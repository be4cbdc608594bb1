// -------------------------------------------------------------------------------------------------
//  Copyright (C) 2015-2025 Nautech Systems Pty Ltd. All rights reserved.
//  https://nautechsystems.io
//
//  Licensed under the GNU Lesser General Public License Version 3.0 (the "License");
//  You may not use this file except in compliance with the License.
//  You may obtain a copy of the License at https://www.gnu.org/licenses/lgpl-3.0.en.html
//
//  Unless required by applicable law or agreed to in writing, software
//  distributed under the License is distributed on an "AS IS" BASIS,
//  WITHOUT WARRANTIES OR CONDITIONS OF ANY KIND, either express or implied.
//  See the License for the specific language governing permissions and
//  limitations under the License.
// -------------------------------------------------------------------------------------------------

//! Error definitions for the BitMEX WebSocket client.

use thiserror::Error;
use tokio_tungstenite::tungstenite;

use crate::error::{BitmexAuthReason, BitmexError};

/// A typed error enumeration for the BitMEX WebSocket client.
#[derive(Debug, Error)]
pub enum BitmexWsError {
    /// Client error.
    #[error("Client error: {0}")]
    ClientError(String),
    /// Failure during JSON serialization/deserialization.
    #[error("JSON error: {0}")]
    JsonError(String),
    /// Authentication error with a classified reason.
    #[error("Authentication error ({reason}): {message}")]
    AuthenticationError {
        reason: BitmexAuthReason,
        message: String,
    },
    /// An authentication attempt was already in flight.
    #[error("Authentication already in progress")]
    AuthenticationInProgress,
    /// Subscription error.
    #[error("Subscription error: {0}")]
    SubscriptionError(String),
    /// The outbound send buffer is full.
    #[error("Send buffer full (limit {limit})")]
    SendBufferFull { limit: usize },
    /// The connection attempt was canceled by a manual disconnect.
    #[error("Connect canceled: {0}")]
    ConnectCanceled(String),
    /// Reconnection gave up after exhausting its attempts.
    #[error("Reconnect exhausted after {attempts} attempts: {message}")]
    ReconnectExhausted { attempts: u32, message: String },
    /// WebSocket transport error.
    #[error("Tungstenite error: {0}")]
    TungsteniteError(#[from] tungstenite::Error),
    /// Missing credentials for authenticated operation.
    #[error("Missing credentials: API authentication required for this operation")]
    MissingCredentials,
}

impl From<serde_json::Error> for BitmexWsError {
    fn from(error: serde_json::Error) -> Self {
        Self::JsonError(error.to_string())
    }
}

impl From<BitmexWsError> for BitmexError {
    fn from(error: BitmexWsError) -> Self {
        match error {
            BitmexWsError::AuthenticationError { reason, message } => {
                Self::Auth { reason, message }
            }
            BitmexWsError::AuthenticationInProgress => Self::Validation {
                message: error.to_string(),
            },
            BitmexWsError::SendBufferFull { .. } => Self::Validation {
                message: error.to_string(),
            },
            BitmexWsError::TungsteniteError(e) => Self::Network {
                message: e.to_string(),
            },
            BitmexWsError::ClientError(message)
            | BitmexWsError::ConnectCanceled(message) => Self::Network { message },
            BitmexWsError::ReconnectExhausted { .. } => Self::Network {
                message: error.to_string(),
            },
            other => Self::Unknown {
                message: other.to_string(),
            },
        }
    }
}

////////////////////////////////////////////////////////////////////////////////
// Tests
////////////////////////////////////////////////////////////////////////////////

#[cfg(test)]
mod tests {
    use rstest::rstest;

    use super::*;

    #[rstest]
    fn test_display() {
        let error = BitmexWsError::SendBufferFull { limit: 1000 };
        assert_eq!(error.to_string(), "Send buffer full (limit 1000)");

        let error = BitmexWsError::AuthenticationError {
            reason: BitmexAuthReason::ClockSkew,
            message: "Timestamp out of bounds".to_string(),
        };
        assert_eq!(
            error.to_string(),
            "Authentication error (ClockSkew): Timestamp out of bounds"
        );
    }

    #[rstest]
    fn test_buffer_full_maps_to_validation() {
        let err: BitmexError = BitmexWsError::SendBufferFull { limit: 10 }.into();
        assert!(matches!(err, BitmexError::Validation { .. }));
        assert!(!err.is_retryable());
    }

    #[rstest]
    fn test_auth_error_preserves_reason() {
        let err: BitmexError = BitmexWsError::AuthenticationError {
            reason: BitmexAuthReason::Timeout,
            message: "no response".to_string(),
        }
        .into();
        assert!(matches!(
            err,
            BitmexError::Auth {
                reason: BitmexAuthReason::Timeout,
                ..
            }
        ));
    }
}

_WORK REQUEST_. Give the data again. Keep every line identical.

_OUTPUT FOR THIS EXERCISE_.
repository be4cbdc608594bb1
// -------------------------------------------------------------------------------------------------
//  Copyright (C) 2015-2025 Nautech Systems Pty Ltd. All rights reserved.
//  https://nautechsystems.io
//
//  Licensed under the GNU Lesser General Public License Version 3.0 (the "License");
//  You may not use this file except in compliance with the License.
//  You may obtain a copy of the License at https://www.gnu.org/licenses/lgpl-3.0.en.html
//
//  Unless required by applicable law or agreed to in writing, software
//  distributed under the License is distributed on an "AS IS" BASIS,
//  WITHOUT WARRANTIES OR CONDITIONS OF ANY KIND, either express or implied.
//  See the License for the specific language governing permissions and
//  limitations under the License.
// -------------------------------------------------------------------------------------------------

//! Error definitions for the BitMEX WebSocket client.

use thiserror::Error;
use tokio_tungstenite::tungstenite;

use crate::error::{BitmexAuthReason, BitmexError};

/// A typed error enumeration for the BitMEX WebSocket client.
#[derive(Debug, Error)]
pub enum BitmexWsError {
    /// Client error.
    #[error("Client error: {0}")]
    ClientError(String),
    /// Failure during JSON serialization/deserialization.
    #[error("JSON error: {0}")]
    JsonError(String),
    /// Authentication error with a classified reason.
    #[error("Authentication error ({reason}): {message}")]
    AuthenticationError {
        reason: BitmexAuthReason,
        message: String,
    },
    /// An authentication attempt was already in flight.
    #[error("Authentication already in progress")]
    AuthenticationInProgress,
    /// Subscription error.
    #[error("Subscription error: {0}")]
    SubscriptionError(String),
    /// The outbound send buffer is full.
    #[error("Send buffer full (limit {limit})")]
    SendBufferFull { limit: usize },
    /// The connection attempt was canceled by a manual disconnect.
    #[error("Connect canceled: {0}")]
    ConnectCanceled(String),
    /// Reconnection gave up after exhausting its attempts.
    #[error("Reconnect exhausted after {attempts} attempts: {message}")]
    ReconnectExhausted { attempts: u32, message: String },
    /// WebSocket transport error.
    #[error("Tungstenite error: {0}")]
    TungsteniteError(#[from] tungstenite::Error),
    /// Missing credentials for authenticated operation.
    #[error("Missing credentials: API authentication required for this operation")]
    MissingCredentials,
}

impl From<serde_json::Error> for BitmexWsError {
    fn from(error: serde_json::Error) -> Self {
        Self::JsonError(error.to_string())
    }
}

impl From<BitmexWsError> for BitmexError {
    fn from(error: BitmexWsError) -> Self {
        match error {
            BitmexWsError::AuthenticationError { reason, message } => {
                Self::Auth { reason, message }
            }
            BitmexWsError::AuthenticationInProgress => Self::Validation {
                message: error.to_string(),
            },
            BitmexWsError::SendBufferFull { .. } => Self::Validation {
                message: error.to_string(),
            },
            BitmexWsError::TungsteniteError(e) => Self::Network {
                message: e.to_string(),
            },
            BitmexWsError::ClientError(message)
            | BitmexWsError::ConnectCanceled(message) => Self::Network { message },
            BitmexWsError::ReconnectExhausted { .. } => Self::Network {
                message: error.to_string(),
            },
            other => Self::Unknown {
                message: other.to_string(),
            },
        }
    }
}

////////////////////////////////////////////////////////////////////////////////
// Tests
////////////////////////////////////////////////////////////////////////////////

#[cfg(test)]
mod tests {
    use rstest::rstest;

    use super::*;

    #[rstest]
    fn test_display() {
        let error = BitmexWsError::SendBufferFull { limit: 1000 };
        assert_eq!(error.to_string(), "Send buffer full (limit 1000)");

        let error = BitmexWsError::AuthenticationError {
            reason: BitmexAuthReason::ClockSkew,
            message: "Timestamp out of bounds".to_string(),
        };
        assert_eq!(
            error.to_string(),
            "Authentication error (ClockSkew): Timestamp out of bounds"
        );
    }

    #[rstest]
    fn test_buffer_full_maps_to_validation() {
        let err: BitmexError = BitmexWsError::SendBufferFull { limit: 10 }.into();
        assert!(matches!(err, BitmexError::Validation { .. }));
        assert!(!err.is_retryable());
    }

    #[rstest]
    fn test_auth_error_preserves_reason() {
        let err: BitmexError = BitmexWsError::AuthenticationError {
            reason: BitmexAuthReason::Timeout,
            message: "no response".to_string(),
        }
        .into();
        assert!(matches!(
            err,
            BitmexError::Auth {
                reason: BitmexAuthReason::Timeout,
                ..
            }
        ));
    }
}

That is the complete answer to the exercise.